The new figures coincide with new data on a surge in homeless children in Dublin.

The charity said that the costs of returning to school can be a source of 'stress and anxiety' for families
The charity said that the costs of returning to school can be a source of 'stress and anxiety' for families
Image: " "/Photocall Ireland

ST VINCENT DE Paul received a record number of calls last month, with more than 5,000 families contacting the charity for back-to-school help.

The start of a new school year is a source of “stress and anxiety” for many households, SVP spokesperson Tricia Keilthy said. Those looking for back-to-school assistance made up 40% of the requests for practical assistance the charity received from households last month.

The charity is calling on the Minister for Education to implement truly free education, abolishing the voluntary contribution by investing a further €35 million in schools. It’s pre-Budget recommendations also call for an increase in funding for the School Book Rental Scheme of €15 million and for a five-year plan for the delivery of an entirely free school book scheme.

“Particularly at this time of the year, families approach SVP for help with utility bills or food shopping because of the pressure of buying uniforms, books and other materials and paying for the so-called ‘voluntary’ contribution,” Keilthy said.

Back-to-school this week has been a really exciting time for lots of children and their parents.
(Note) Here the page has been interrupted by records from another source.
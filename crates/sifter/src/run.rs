//! One enrichment batch: input → provider chain → output.

use std::fmt;
use std::path::PathBuf;
use std::sync::Arc;
use std::sync::atomic::{AtomicBool, Ordering};
use std::time::Duration;

use chrono::{DateTime, Utc};
use log::info;
use serde::Serialize;

use crate::enrich::Orchestrator;
use crate::error::Result;
use crate::events::{ProgressEvent, ProgressSink};
use crate::extract::Extractor;
use crate::fetch::Fetcher;
use crate::input::{InputSchema, RowWindow, SourceMetadata, TabularSource};
use crate::output::ResultSink;
use crate::provider::{ProviderOrder, ProviderRegistry};

/// Everything needed to run one batch.
#[derive(Debug, Clone)]
pub struct RunConfig {
    pub input: PathBuf,
    pub output: PathBuf,
    pub schema: InputSchema,
    pub window: RowWindow,
    pub order: ProviderOrder,
    /// Query template; `None` uses the schema's default.
    pub query_template: Option<String>,
    /// Where to dump each fetched page, if anywhere.
    pub debug_dump: Option<PathBuf>,
    pub include_provider: bool,
    pub provider_delay: Duration,
    pub registry: ProviderRegistry,
}

impl RunConfig {
    /// Config with the built-in registry and default order, window and schema.
    pub fn new(input: impl Into<PathBuf>, output: impl Into<PathBuf>) -> Self {
        Self {
            input: input.into(),
            output: output.into(),
            schema: InputSchema::default(),
            window: RowWindow::default(),
            order: ProviderOrder::default(),
            query_template: None,
            debug_dump: None,
            include_provider: false,
            provider_delay: Duration::ZERO,
            registry: ProviderRegistry::builtin().clone(),
        }
    }

    pub fn query_template(&self) -> &str {
        self.query_template
            .as_deref()
            .unwrap_or_else(|| self.schema.default_query_template())
    }

    fn orchestrator(&self, fetcher: Arc<dyn Fetcher>) -> Result<Orchestrator> {
        let mut extractor = Extractor::new(&self.registry)?;
        if let Some(path) = &self.debug_dump {
            extractor = extractor.with_debug_dump(path);
        }

        Ok(Orchestrator::new(
            fetcher,
            self.registry.clone(),
            self.order.clone(),
            self.query_template(),
        )?
        .with_extractor(extractor)
        .with_delay(self.provider_delay))
    }
}

/// Cooperative cancellation flag shared between a run and its controller.
#[derive(Debug, Clone, Default)]
pub struct CancelToken(Arc<AtomicBool>);

impl CancelToken {
    pub fn new() -> Self {
        Self::default()
    }

    pub fn cancel(&self) {
        self.0.store(true, Ordering::SeqCst);
    }

    pub fn is_cancelled(&self) -> bool {
        self.0.load(Ordering::SeqCst)
    }
}

/// Totals reported when a run ends.
#[derive(Debug, Clone, Serialize)]
pub struct RunSummary {
    pub records_loaded: usize,
    pub records_processed: usize,
    pub emails_found: usize,
    pub cancelled: bool,
    pub output: PathBuf,
    pub source: SourceMetadata,
    pub started_at: DateTime<Utc>,
    pub finished_at: DateTime<Utc>,
}

impl fmt::Display for RunSummary {
    fn fmt(&self, f: &mut fmt::Formatter<'_>) -> fmt::Result {
        write!(
            f,
            "{} {}/{} records, {} emails found. Results saved to {}",
            if self.cancelled { "Cancelled after" } else { "Processed" },
            self.records_processed,
            self.records_loaded,
            self.emails_found,
            self.output.display()
        )
    }
}

/// Run one batch to completion or cancellation.
///
/// Records are processed strictly in source order; each one is written
/// before the next starts. `cancel` is checked before every record.
pub fn run_batch(
    config: &RunConfig,
    fetcher: Arc<dyn Fetcher>,
    sink: &mut dyn ProgressSink,
    cancel: &CancelToken,
) -> Result<RunSummary> {
    let started_at = Utc::now();

    let source = TabularSource::new(config.schema, config.window);
    let (records, metadata) = source.load_with_metadata(&config.input)?;
    let orchestrator = config.orchestrator(fetcher)?;
    let mut output = ResultSink::open(&config.output, config.schema, config.include_provider)?;

    let total = records.len();
    info!(
        "Run started: {} records from {} using {}",
        total, metadata.file, config.order
    );
    sink.emit(ProgressEvent::RunStarted {
        total,
        providers: config.order.iter().map(str::to_string).collect(),
    });

    let mut processed = 0;
    let mut emails_found = 0;
    let mut cancelled = false;

    for (i, record) in records.iter().enumerate() {
        if cancel.is_cancelled() {
            cancelled = true;
            sink.log("Cancellation requested, stopping");
            break;
        }

        sink.emit(ProgressEvent::RecordStarted {
            position: i + 1,
            total,
            name: record.full_name().to_string(),
            phone: record.phone.clone(),
        });

        let enriched = orchestrator.enrich(record, sink);
        output.append(&enriched)?;

        processed += 1;
        if enriched.has_email() {
            emails_found += 1;
        }
        sink.emit(ProgressEvent::RecordFinished {
            position: i + 1,
            email: enriched.email,
            provider: enriched.provider_used,
        });
    }

    let summary = RunSummary {
        records_loaded: total,
        records_processed: processed,
        emails_found,
        cancelled,
        output: config.output.clone(),
        source: metadata,
        started_at,
        finished_at: Utc::now(),
    };
    info!("{}", summary);
    sink.emit(ProgressEvent::RunFinished(summary.clone()));

    Ok(summary)
}
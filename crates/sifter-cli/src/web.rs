//! Embedded static files for the web UI.

use axum::{
    body::Body,
    http::{StatusCode, Uri, header},
    response::{IntoResponse, Response},
};
use rust_embed::RustEmbed;

#[derive(RustEmbed)]
#[folder = "assets/"]
pub struct Assets;

/// Serve embedded static files, with fallback to index.html.
pub async fn static_handler(uri: Uri) -> Response {
    let path = uri.path().trim_start_matches('/');

    if let Some(content) = Assets::get(path) {
        let mime = mime_guess::from_path(path).first_or_octet_stream();
        return (
            [(header::CONTENT_TYPE, mime.as_ref().to_string())],
            Body::from(content.data.into_owned()),
        )
            .into_response();
    }

    if let Some(content) = Assets::get("index.html") {
        return (
            [(header::CONTENT_TYPE, "text/html; charset=utf-8".to_string())],
            Body::from(content.data.into_owned()),
        )
            .into_response();
    }

    (StatusCode::NOT_FOUND, "Not Found").into_response()
}
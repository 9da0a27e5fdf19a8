//! CLI command implementations.

pub mod providers;
pub mod run;
pub mod serve;
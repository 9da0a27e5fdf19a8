//! Colored console output for run progress.

use colored::Colorize;
use sifter::{AttemptOutcome, ProgressEvent, ProgressSink};

/// Prints progress events as they arrive.
pub struct ConsoleSink {
    verbose: bool,
}

impl ConsoleSink {
    pub fn new(verbose: bool) -> Self {
        Self { verbose }
    }
}

impl ProgressSink for ConsoleSink {
    fn emit(&mut self, event: ProgressEvent) {
        match &event {
            ProgressEvent::RunStarted { total, providers } => {
                println!(
                    "{} {} records",
                    "Processing".cyan().bold(),
                    total.to_string().white().bold()
                );
                println!("  Providers: {}", providers.join(" → "));
                println!();
            }
            ProgressEvent::RecordStarted { .. } => {
                println!("{}", event.to_string().white().bold());
            }
            ProgressEvent::Attempt(attempt) => {
                let line = event.to_string();
                match &attempt.outcome {
                    AttemptOutcome::Found { .. } => println!("{}", line.green()),
                    AttemptOutcome::NoEmail => {
                        if self.verbose {
                            println!("{}", line.dimmed());
                        }
                    }
                    _ => println!("{}", line.yellow()),
                }
            }
            ProgressEvent::RecordFinished { email, .. } => {
                if email.is_empty() {
                    println!("{}", event.to_string().dimmed());
                }
            }
            ProgressEvent::Message { text } => println!("{}", text),
            ProgressEvent::RunFinished(summary) => {
                println!();
                let headline = if summary.cancelled {
                    "Cancelled".yellow().bold()
                } else {
                    "Done".green().bold()
                };
                println!(
                    "{} {} of {} records processed, {} emails found",
                    headline,
                    summary.records_processed.to_string().white().bold(),
                    summary.records_loaded,
                    summary.emails_found.to_string().green()
                );
                println!(
                    "{} {}",
                    "Saved to".green().bold(),
                    summary.output.display().to_string().white()
                );
            }
        }
    }
}
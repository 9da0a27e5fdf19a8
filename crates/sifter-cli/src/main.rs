//! Sifter CLI - contact email enrichment.

mod cli;
mod commands;
mod console;
mod logger;
mod server;
mod web;

use clap::Parser;
use cli::{Cli, Commands};

fn main() {
    let cli = Cli::parse();
    logger::init(cli.verbose);

    let result = match cli.command {
        Commands::Run(args) => commands::run::run(args, cli.verbose),

        Commands::Providers => commands::providers::run(cli.verbose),

        Commands::Serve {
            port,
            no_open,
            config,
        } => commands::serve::run(port, no_open, config, cli.verbose),
    };

    if let Err(e) = result {
        eprintln!("Error: {}", e);
        std::process::exit(1);
    }
}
But for many low income and struggling households, the preparation for the new school year has been a huge source of stress and anxiety, with the prospect of further requests throughout the year for contributions for education, exam and extra- curricular expenses.

Keilthy said that additional costs, such as Transition Year trips and expensive digital devices, are issues for families.

“Achieving in school can break the cycle of poverty, but if children don’t have the materials they need to learn, if they feel different because their uniform is too small, or they can’t take part in activities like their friends, that really influences their experience of school and educational progress. If we really want all children to have good opportunities, we have to stop making cost a barrier to participation,” she said.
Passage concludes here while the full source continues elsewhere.